Stored data entries:
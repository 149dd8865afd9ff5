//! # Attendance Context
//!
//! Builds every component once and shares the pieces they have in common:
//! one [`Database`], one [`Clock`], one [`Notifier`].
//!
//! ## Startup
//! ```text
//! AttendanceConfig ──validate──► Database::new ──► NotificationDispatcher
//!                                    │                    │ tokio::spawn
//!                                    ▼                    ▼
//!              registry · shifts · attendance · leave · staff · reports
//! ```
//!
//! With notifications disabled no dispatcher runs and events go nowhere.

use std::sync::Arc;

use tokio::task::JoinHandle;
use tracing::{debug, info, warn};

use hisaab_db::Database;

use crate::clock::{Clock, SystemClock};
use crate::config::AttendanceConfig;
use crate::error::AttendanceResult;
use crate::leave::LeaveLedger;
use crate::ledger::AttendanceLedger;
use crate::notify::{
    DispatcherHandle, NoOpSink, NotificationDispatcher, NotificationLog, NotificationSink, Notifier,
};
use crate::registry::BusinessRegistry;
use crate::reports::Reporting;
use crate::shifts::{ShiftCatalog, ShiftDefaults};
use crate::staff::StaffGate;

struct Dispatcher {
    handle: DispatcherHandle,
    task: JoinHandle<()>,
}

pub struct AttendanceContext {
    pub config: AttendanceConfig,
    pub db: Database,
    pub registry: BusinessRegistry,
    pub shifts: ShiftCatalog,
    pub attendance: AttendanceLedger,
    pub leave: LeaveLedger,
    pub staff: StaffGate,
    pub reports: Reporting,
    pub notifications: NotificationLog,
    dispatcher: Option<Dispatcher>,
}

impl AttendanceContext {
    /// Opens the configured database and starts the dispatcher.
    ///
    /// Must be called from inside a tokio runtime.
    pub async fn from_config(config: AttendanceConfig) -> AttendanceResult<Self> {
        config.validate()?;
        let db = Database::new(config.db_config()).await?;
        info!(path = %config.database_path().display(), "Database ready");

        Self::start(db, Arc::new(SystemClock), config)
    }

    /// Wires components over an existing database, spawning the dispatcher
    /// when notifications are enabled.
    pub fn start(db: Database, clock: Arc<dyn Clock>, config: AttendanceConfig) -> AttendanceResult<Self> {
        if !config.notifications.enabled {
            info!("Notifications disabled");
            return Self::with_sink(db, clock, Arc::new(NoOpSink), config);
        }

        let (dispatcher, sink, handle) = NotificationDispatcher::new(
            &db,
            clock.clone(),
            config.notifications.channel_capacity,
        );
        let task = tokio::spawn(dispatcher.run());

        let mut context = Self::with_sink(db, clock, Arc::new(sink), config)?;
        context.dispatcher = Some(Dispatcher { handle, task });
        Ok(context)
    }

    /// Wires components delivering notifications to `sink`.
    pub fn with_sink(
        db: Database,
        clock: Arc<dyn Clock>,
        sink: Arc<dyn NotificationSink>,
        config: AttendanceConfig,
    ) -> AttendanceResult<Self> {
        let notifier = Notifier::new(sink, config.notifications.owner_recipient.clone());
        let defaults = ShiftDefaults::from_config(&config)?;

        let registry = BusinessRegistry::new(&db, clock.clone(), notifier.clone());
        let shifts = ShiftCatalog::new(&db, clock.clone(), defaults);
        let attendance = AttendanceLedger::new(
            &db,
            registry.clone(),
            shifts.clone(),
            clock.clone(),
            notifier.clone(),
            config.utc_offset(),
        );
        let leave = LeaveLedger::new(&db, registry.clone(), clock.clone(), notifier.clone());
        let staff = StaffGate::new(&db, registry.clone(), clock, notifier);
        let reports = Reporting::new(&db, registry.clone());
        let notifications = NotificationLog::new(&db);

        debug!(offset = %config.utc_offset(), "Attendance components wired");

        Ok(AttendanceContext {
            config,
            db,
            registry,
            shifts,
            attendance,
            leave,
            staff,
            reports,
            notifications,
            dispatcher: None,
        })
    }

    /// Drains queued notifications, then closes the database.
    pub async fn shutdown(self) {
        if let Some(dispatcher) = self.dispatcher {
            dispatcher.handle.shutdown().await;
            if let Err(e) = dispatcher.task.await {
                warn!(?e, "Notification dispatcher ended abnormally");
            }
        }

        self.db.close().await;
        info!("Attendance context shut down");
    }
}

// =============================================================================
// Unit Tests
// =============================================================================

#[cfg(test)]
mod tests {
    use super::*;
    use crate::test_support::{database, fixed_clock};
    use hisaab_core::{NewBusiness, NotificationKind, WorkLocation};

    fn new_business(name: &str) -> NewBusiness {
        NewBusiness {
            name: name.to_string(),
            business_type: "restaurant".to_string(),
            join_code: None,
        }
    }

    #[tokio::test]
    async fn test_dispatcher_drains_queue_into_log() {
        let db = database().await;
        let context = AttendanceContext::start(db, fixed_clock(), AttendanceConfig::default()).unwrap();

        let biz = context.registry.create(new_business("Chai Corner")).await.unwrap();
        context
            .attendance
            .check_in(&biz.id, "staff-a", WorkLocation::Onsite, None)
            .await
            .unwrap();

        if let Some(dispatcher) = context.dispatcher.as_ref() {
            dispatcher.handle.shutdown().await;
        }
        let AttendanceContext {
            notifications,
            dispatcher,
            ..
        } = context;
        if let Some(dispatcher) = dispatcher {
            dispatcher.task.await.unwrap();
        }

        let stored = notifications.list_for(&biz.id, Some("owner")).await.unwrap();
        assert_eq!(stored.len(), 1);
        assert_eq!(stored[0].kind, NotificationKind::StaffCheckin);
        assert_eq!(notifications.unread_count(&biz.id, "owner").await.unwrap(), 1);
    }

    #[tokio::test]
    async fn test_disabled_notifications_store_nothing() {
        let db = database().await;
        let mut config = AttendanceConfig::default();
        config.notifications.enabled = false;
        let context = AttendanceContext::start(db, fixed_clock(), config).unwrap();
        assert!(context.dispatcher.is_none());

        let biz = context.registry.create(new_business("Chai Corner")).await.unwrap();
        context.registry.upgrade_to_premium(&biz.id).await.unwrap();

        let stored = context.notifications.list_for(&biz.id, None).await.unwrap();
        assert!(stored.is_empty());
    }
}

About this exercise: Exactly as they appear above, write out all of the lines.

Solution for this task:
repository 149dd8865afd9ff5
//! # Attendance Context
//!
//! Builds every component once and shares the pieces they have in common:
//! one [`Database`], one [`Clock`], one [`Notifier`].
//!
//! ## Startup
//! ```text
//! AttendanceConfig ──validate──► Database::new ──► NotificationDispatcher
//!                                    │                    │ tokio::spawn
//!                                    ▼                    ▼
//!              registry · shifts · attendance · leave · staff · reports
//! ```
//!
//! With notifications disabled no dispatcher runs and events go nowhere.

use std::sync::Arc;

use tokio::task::JoinHandle;
use tracing::{debug, info, warn};

use hisaab_db::Database;

use crate::clock::{Clock, SystemClock};
use crate::config::AttendanceConfig;
use crate::error::AttendanceResult;
use crate::leave::LeaveLedger;
use crate::ledger::AttendanceLedger;
use crate::notify::{
    DispatcherHandle, NoOpSink, NotificationDispatcher, NotificationLog, NotificationSink, Notifier,
};
use crate::registry::BusinessRegistry;
use crate::reports::Reporting;
use crate::shifts::{ShiftCatalog, ShiftDefaults};
use crate::staff::StaffGate;

struct Dispatcher {
    handle: DispatcherHandle,
    task: JoinHandle<()>,
}

pub struct AttendanceContext {
    pub config: AttendanceConfig,
    pub db: Database,
    pub registry: BusinessRegistry,
    pub shifts: ShiftCatalog,
    pub attendance: AttendanceLedger,
    pub leave: LeaveLedger,
    pub staff: StaffGate,
    pub reports: Reporting,
    pub notifications: NotificationLog,
    dispatcher: Option<Dispatcher>,
}

impl AttendanceContext {
    /// Opens the configured database and starts the dispatcher.
    ///
    /// Must be called from inside a tokio runtime.
    pub async fn from_config(config: AttendanceConfig) -> AttendanceResult<Self> {
        config.validate()?;
        let db = Database::new(config.db_config()).await?;
        info!(path = %config.database_path().display(), "Database ready");

        Self::start(db, Arc::new(SystemClock), config)
    }

    /// Wires components over an existing database, spawning the dispatcher
    /// when notifications are enabled.
    pub fn start(db: Database, clock: Arc<dyn Clock>, config: AttendanceConfig) -> AttendanceResult<Self> {
        if !config.notifications.enabled {
            info!("Notifications disabled");
            return Self::with_sink(db, clock, Arc::new(NoOpSink), config);
        }

        let (dispatcher, sink, handle) = NotificationDispatcher::new(
            &db,
            clock.clone(),
            config.notifications.channel_capacity,
        );
        let task = tokio::spawn(dispatcher.run());

        let mut context = Self::with_sink(db, clock, Arc::new(sink), config)?;
        context.dispatcher = Some(Dispatcher { handle, task });
        Ok(context)
    }

    /// Wires components delivering notifications to `sink`.
    pub fn with_sink(
        db: Database,
        clock: Arc<dyn Clock>,
        sink: Arc<dyn NotificationSink>,
        config: AttendanceConfig,
    ) -> AttendanceResult<Self> {
        let notifier = Notifier::new(sink, config.notifications.owner_recipient.clone());
        let defaults = ShiftDefaults::from_config(&config)?;

        let registry = BusinessRegistry::new(&db, clock.clone(), notifier.clone());
        let shifts = ShiftCatalog::new(&db, clock.clone(), defaults);
        let attendance = AttendanceLedger::new(
            &db,
            registry.clone(),
            shifts.clone(),
            clock.clone(),
            notifier.clone(),
            config.utc_offset(),
        );
        let leave = LeaveLedger::new(&db, registry.clone(), clock.clone(), notifier.clone());
        let staff = StaffGate::new(&db, registry.clone(), clock, notifier);
        let reports = Reporting::new(&db, registry.clone());
        let notifications = NotificationLog::new(&db);

        debug!(offset = %config.utc_offset(), "Attendance components wired");

        Ok(AttendanceContext {
            config,
            db,
            registry,
            shifts,
            attendance,
            leave,
            staff,
            reports,
            notifications,
            dispatcher: None,
        })
    }

    /// Drains queued notifications, then closes the database.
    pub async fn shutdown(self) {
        if let Some(dispatcher) = self.dispatcher {
            dispatcher.handle.shutdown().await;
            if let Err(e) = dispatcher.task.await {
                warn!(?e, "Notification dispatcher ended abnormally");
            }
        }

        self.db.close().await;
        info!("Attendance context shut down");
    }
}

// =============================================================================
// Unit Tests
// =============================================================================

#[cfg(test)]
mod tests {
    use super::*;
    use crate::test_support::{database, fixed_clock};
    use hisaab_core::{NewBusiness, NotificationKind, WorkLocation};

    fn new_business(name: &str) -> NewBusiness {
        NewBusiness {
            name: name.to_string(),
            business_type: "restaurant".to_string(),
            join_code: None,
        }
    }

    #[tokio::test]
    async fn test_dispatcher_drains_queue_into_log() {
        let db = database().await;
        let context = AttendanceContext::start(db, fixed_clock(), AttendanceConfig::default()).unwrap();

        let biz = context.registry.create(new_business("Chai Corner")).await.unwrap();
        context
            .attendance
            .check_in(&biz.id, "staff-a", WorkLocation::Onsite, None)
            .await
            .unwrap();

        if let Some(dispatcher) = context.dispatcher.as_ref() {
            dispatcher.handle.shutdown().await;
        }
        let AttendanceContext {
            notifications,
            dispatcher,
            ..
        } = context;
        if let Some(dispatcher) = dispatcher {
            dispatcher.task.await.unwrap();
        }

        let stored = notifications.list_for(&biz.id, Some("owner")).await.unwrap();
        assert_eq!(stored.len(), 1);
        assert_eq!(stored[0].kind, NotificationKind::StaffCheckin);
        assert_eq!(notifications.unread_count(&biz.id, "owner").await.unwrap(), 1);
    }

    #[tokio::test]
    async fn test_disabled_notifications_store_nothing() {
        let db = database().await;
        let mut config = AttendanceConfig::default();
        config.notifications.enabled = false;
        let context = AttendanceContext::start(db, fixed_clock(), config).unwrap();
        assert!(context.dispatcher.is_none());

        let biz = context.registry.create(new_business("Chai Corner")).await.unwrap();
        context.registry.upgrade_to_premium(&biz.id).await.unwrap();

        let stored = context.notifications.list_for(&biz.id, None).await.unwrap();
        assert!(stored.is_empty());
    }
}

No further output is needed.